Exercise 1A setup – BIOI2 – Integrative BIOInformatics platforme

Getting started with Snakemake

About this course | Before the session | About Snakemake | Course material | Exercises

Exercise 1A - create your first snakefile

objective > setup > o1 > o2 > o3 > o4 > o5 > o6 > recap

Step 1 - connect to the I2BC cluster

We will be working on the I2BC cluster, on which all the tools that we need are already installed. To connect to the cluster you will need your Multipass login information. Please refer to Step 4 on the I2BC cluster training page for more details on how to proceed.

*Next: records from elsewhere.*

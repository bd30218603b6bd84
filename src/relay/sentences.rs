//! Reply assembly.
//!
//! The live service streams a reply as many small text parts. Readers
//! downstream want whole sentences, so parts are joined until the text ends
//! in `.`, `!` or `?`.

use std::sync::{Arc, Mutex};

use tracing::debug;

use crate::session::SessionState;
use crate::sink::{ResponseFragment, ResponseObserver};

const TERMINATORS: [char; 3] = ['.', '!', '?'];

/// Joins streamed text until it ends a sentence.
#[derive(Debug, Default)]
pub struct SentenceBuffer {
    pending: String,
}

impl SentenceBuffer {
    pub fn new() -> Self {
        Self::default()
    }

    /// Append `chunk`. Returns the trimmed reply once the buffered text ends
    /// in a terminator, leaving the buffer empty.
    pub fn push(&mut self, chunk: &str) -> Option<String> {
        self.pending.push_str(chunk);
        let text = self.pending.trim();
        if !text.ends_with(TERMINATORS) {
            return None;
        }
        let reply = text.to_string();
        self.pending.clear();
        Some(reply)
    }

    /// Take whatever is buffered, if it holds any text.
    pub fn flush(&mut self) -> Option<String> {
        let pending = std::mem::take(&mut self.pending);
        let text = pending.trim();
        (!text.is_empty()).then(|| text.to_string())
    }

    pub fn is_empty(&self) -> bool {
        self.pending.trim().is_empty()
    }
}

/// Forwards whole replies to `inner` instead of raw fragments.
///
/// A reply is stamped with the arrival time of its last fragment. Text still
/// buffered when the session ends (`Idle` or `Failed`) is forwarded as is.
pub struct SentenceObserver {
    buffer: Mutex<SentenceBuffer>,
    inner: Arc<dyn ResponseObserver>,
}

impl SentenceObserver {
    pub fn new(inner: Arc<dyn ResponseObserver>) -> Self {
        Self {
            buffer: Mutex::new(SentenceBuffer::new()),
            inner,
        }
    }

    fn buffer(&self) -> std::sync::MutexGuard<'_, SentenceBuffer> {
        self.buffer.lock().unwrap_or_else(|p| p.into_inner())
    }
}

impl ResponseObserver for SentenceObserver {
    fn on_fragment(&self, fragment: &ResponseFragment) -> anyhow::Result<()> {
        let Some(text) = self.buffer().push(&fragment.text) else {
            return Ok(());
        };
        self.inner.on_fragment(&ResponseFragment {
            text,
            received_at: fragment.received_at,
        })
    }

    fn on_status(&self, state: &SessionState) -> anyhow::Result<()> {
        if matches!(state, SessionState::Idle | SessionState::Failed(_)) {
            let rest = self.buffer().flush();
            if let Some(text) = rest {
                debug!(chars = text.len(), "forwarding unterminated reply");
                self.inner.on_fragment(&ResponseFragment::now(text))?;
            }
        }
        self.inner.on_status(state)
    }
}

Step 2 - prepare your working environment

Once on the cluster, connect to a node (that’s where all the tools are installed):

				
					john.doe@cluster-i2bc:~$ qsub -I -q common
qsub: waiting for job 659602.pbsserver to start
qsub: job 659602.pbsserver ready

john.doe@node06:~$

Then load the appropriate tools using the module command:

				
					module load snakemake/snakemake-8.4.6
module load fastqc/fastqc_v0.11.5
module load nodes/multiqc-1.9

Why these 3 tools? Because we will be using all three in our pipeline.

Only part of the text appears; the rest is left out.